Answer: Have you been told that you
snore loudly? Do you wake up with a headache? Are you sleepy during the day? If
so, you may have sleep apnea. Sleep apnea is a potentially serious disorder in
which breathing stops and starts during sleep.
There are two types of sleep apnea: obstructive and central.
Obstructive sleep apnea is the more common of the two. If you have this
condition, the muscles in the walls of your throat (pharynx) relax while you
sleep so that the walls collapse on themselves and obstruct the flow of air.
After 10 to 30 seconds or more of no exchange of air, you rouse to a lighter
level of sleep or brief wakefulness. The muscles then regain their normal tone
(tenseness), the obstruction is relieved and you breathe. If you have
obstructive sleep apnea, you may not be aware that your sleep was interrupted.
In fact, many people with this type of sleep apnea think they sleep well all
night.
In central sleep apnea, the brain fails to send proper
signals to the muscles that control breathing. When breathing is interrupted,
the level of carbon dioxide in the blood rises, which may cause you to wake up.

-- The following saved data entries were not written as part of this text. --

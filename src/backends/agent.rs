//! Primary remote backend: a chat LLM.
//!
//! OpenAI-compatible endpoints are called directly with reqwest; Gemini goes
//! through rstructor.

use super::{non_empty, snippet, BackendError, SummaryBackend};
use crate::config::Config;
use crate::summary::BackendKind;
use async_trait::async_trait;
use reqwest::Client;
use rstructor::{GeminiClient, GeminiModel, LLMClient};
use serde::{Deserialize, Serialize};
use std::fmt;
use std::time::Duration;

#[derive(Serialize)]
struct ChatMessage<'a> {
    role: &'a str,
    content: String,
}

#[derive(Serialize)]
struct ChatRequest<'a> {
    model: &'a str,
    messages: Vec<ChatMessage<'a>>,
    max_tokens: u32,
    temperature: f32,
}

#[derive(Deserialize)]
struct ChatResponse {
    choices: Vec<Choice>,
}

#[derive(Deserialize)]
struct Choice {
    message: Message,
}

#[derive(Deserialize)]
struct Message {
    content: Option<String>,
}

enum Provider {
    OpenAi {
        client: Client,
        base_url: String,
        api_key: String,
    },
    Gemini {
        api_key: String,
    },
}

pub struct AgentBackend {
    provider: Provider,
    model: String,
    persona: String,
    max_tokens: u32,
    temperature: f32,
    timeout: Duration,
}

impl fmt::Debug for AgentBackend {
    fn fmt(&self, f: &mut fmt::Formatter<'_>) -> fmt::Result {
        let provider = match self.provider {
            Provider::OpenAi { .. } => "openai",
            Provider::Gemini { .. } => "gemini",
        };
        f.debug_struct("AgentBackend")
            .field("provider", &provider)
            .field("model", &self.model)
            .field("api_key", &"<redacted>")
            .finish()
    }
}

impl AgentBackend {
    /// Build the primary backend; `None` when no key is configured for the provider
    pub fn from_config(config: &Config) -> Result<Option<Self>, BackendError> {
        let Some(api_key) = config.primary_key() else {
            return Ok(None);
        };
        let timeout = config.summarizer.timeout();

        let provider = match config.agent.provider.as_str() {
            "openai" => Provider::OpenAi {
                client: Client::builder().timeout(timeout).build()?,
                base_url: config.agent.base_url.trim_end_matches('/').to_string(),
                api_key: api_key.to_string(),
            },
            "gemini" => Provider::Gemini {
                api_key: api_key.to_string(),
            },
            other => return Err(BackendError::Config(format!("unknown provider: {}", other))),
        };

        Ok(Some(Self {
            provider,
            model: config.agent.model.clone(),
            persona: config.agent.persona.clone(),
            max_tokens: config.agent.max_tokens,
            temperature: config.agent.temperature,
            timeout,
        }))
    }

    fn user_prompt(text: &str) -> String {
        format!("Please summarize the following article: {}", text)
    }

    async fn summarize_openai(
        &self,
        client: &Client,
        base_url: &str,
        api_key: &str,
        text: &str,
    ) -> Result<Option<String>, BackendError> {
        let request = ChatRequest {
            model: &self.model,
            messages: vec![
                ChatMessage {
                    role: "system",
                    content: self.persona.clone(),
                },
                ChatMessage {
                    role: "user",
                    content: Self::user_prompt(text),
                },
            ],
            max_tokens: self.max_tokens,
            temperature: self.temperature,
        };

        let response = client
            .post(format!("{}/chat/completions", base_url))
            .bearer_auth(api_key)
            .json(&request)
            .send()
            .await
            .map_err(|e| {
                if e.is_timeout() {
                    BackendError::Timeout(self.timeout)
                } else {
                    BackendError::from(e)
                }
            })?;

        let status = response.status();
        let body = response.text().await?;
        if !status.is_success() {
            return Err(BackendError::Status {
                status: status.as_u16(),
                body: snippet(&body),
            });
        }
        Ok(parse_chat_response(&body))
    }

    async fn summarize_gemini(&self, api_key: &str, text: &str) -> Result<Option<String>, BackendError> {
        let client = GeminiClient::new(api_key)
            .map_err(|e| BackendError::Config(e.to_string()))?
            .model(parse_gemini_model(&self.model));

        let prompt = format!("{}\n\n{}", self.persona, Self::user_prompt(text));

        let result = tokio::time::timeout(self.timeout, client.generate_with_metadata(&prompt))
            .await
            .map_err(|_| BackendError::Timeout(self.timeout))?
            .map_err(|e| BackendError::Request(e.to_string()))?;

        Ok(non_empty(Some(result.text.to_string())))
    }
}

#[async_trait]
impl SummaryBackend for AgentBackend {
    fn kind(&self) -> BackendKind {
        BackendKind::PrimaryRemote
    }

    fn name(&self) -> &str {
        match self.provider {
            Provider::OpenAi { .. } => "openai",
            Provider::Gemini { .. } => "gemini",
        }
    }

    async fn try_summarize(&self, text: &str) -> Result<Option<String>, BackendError> {
        match &self.provider {
            Provider::OpenAi {
                client,
                base_url,
                api_key,
            } => self.summarize_openai(client, base_url, api_key, text).await,
            Provider::Gemini { api_key } => self.summarize_gemini(api_key, text).await,
        }
    }
}

/// First choice's content, or `None` when the body has another shape
fn parse_chat_response(body: &str) -> Option<String> {
    let response: ChatResponse = serde_json::from_str(body).ok()?;
    let content = response.choices.into_iter().next()?.message.content;
    non_empty(content)
}

/// Parse a model string into a GeminiModel
fn parse_gemini_model(model: &str) -> GeminiModel {
    match model {
        "gemini-2.0-flash" => GeminiModel::Gemini20Flash,
        "gemini-2.5-flash" => GeminiModel::Gemini25Flash,
        "gemini-2.5-pro" => GeminiModel::Gemini25Pro,
        _ => GeminiModel::Gemini20Flash, // Default
    }
}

People with central sleep apnea are more likely to remember waking up than
people with obstructive sleep apnea.
More than half of all cases of sleep apnea are diagnosed in
people 40 years of age or older. The condition also is more common in men than
women and is a major contributor to daytime drowsiness. Thirty percent to 60
percent of people with severe daytime sleepiness have sleep apnea.
Question: How
do you treat Sleep Apnea?
Answer: Sleep
apnea rarely goes away on its own, but it can — and should — be treated.
Self-care measures such as losing weight and varying the position in which you
sleep (generally avoiding sleeping on your back) may be sufficient to ease the
problem in some cases. Certain devices that can help open up a blocked airway
also may be recommended. In more severe cases, surgery may be needed.
Therapies
Dental devices designed to open the throat by bringing the
jaw forward can sometimes relieve mild apnea.
If you have moderate or severe sleep apnea, you may be
taught how to use a machine that delivers air — at a pressure somewhat greater
than that of the surrounding air — through a mask placed over your nose. This
is called continuous positive airway pressure (CPAP). The pressure is just
enough to keep your upper airway passages open, preventing apnea and snoring.
Surgical or Other Procedures
Uvulopalatopharyngoplasty (UPPP) is the most common type of
surgery used to treat snoring and sleep apnea. During this procedure, tissue
from the rear of the mouth and top of the throat is removed. Tonsils and
adenoids are usually removed as well. This type of surgery is often successful
in stopping throat structures from rattling and causing snoring. It may be less
successful in treating sleep apnea, however, because tissue farther down the
throat may still block your air passage. UPPP usually is performed in a
hospital and requires you to be put to sleep with a general anesthetic. After
the procedure, you may have a severe sore throat for several weeks and be able
to eat only soft foods. Full recovery takes about a month.
Other types of surgery may help improve snoring and sleep
apnea by clearing or enlarging air passages. They include:
- Nasal surgery to remove polyps or straighten a
deviated septum
- The removal of enlarged tonsils or adenoids
- Jaw surgery to move the jaw and tongue forward
Another form of surgery, known as a tracheostomy, may be
necessary if other treatments have failed and you have severe, life-threatening
sleep apnea. In the procedure, an opening is made in the breathing tube in your
neck (trachea). The opening is kept covered during the day. But at night it is
uncovered to allow air to pass in and out of the lungs, bypassing the blocked
air passage in your throat.
Self Care
In many cases self-care may
be the most appropriate means of dealing with obstructive sleep apnea.
Self-care for sleep apnea includes:
- Losing excess weight. Even a 10 percent loss may
help by relieving constriction of the windpipe.
- Avoiding alcohol and medications such as
tranquilizers and sleeping pills. These relax the muscles in the back of
the throat, interfering with breathing.
- Sleeping on your side or stomach rather than
your back. Sleeping on your back can cause your tongue and soft palate to
rest against the back of your throat and block your airway.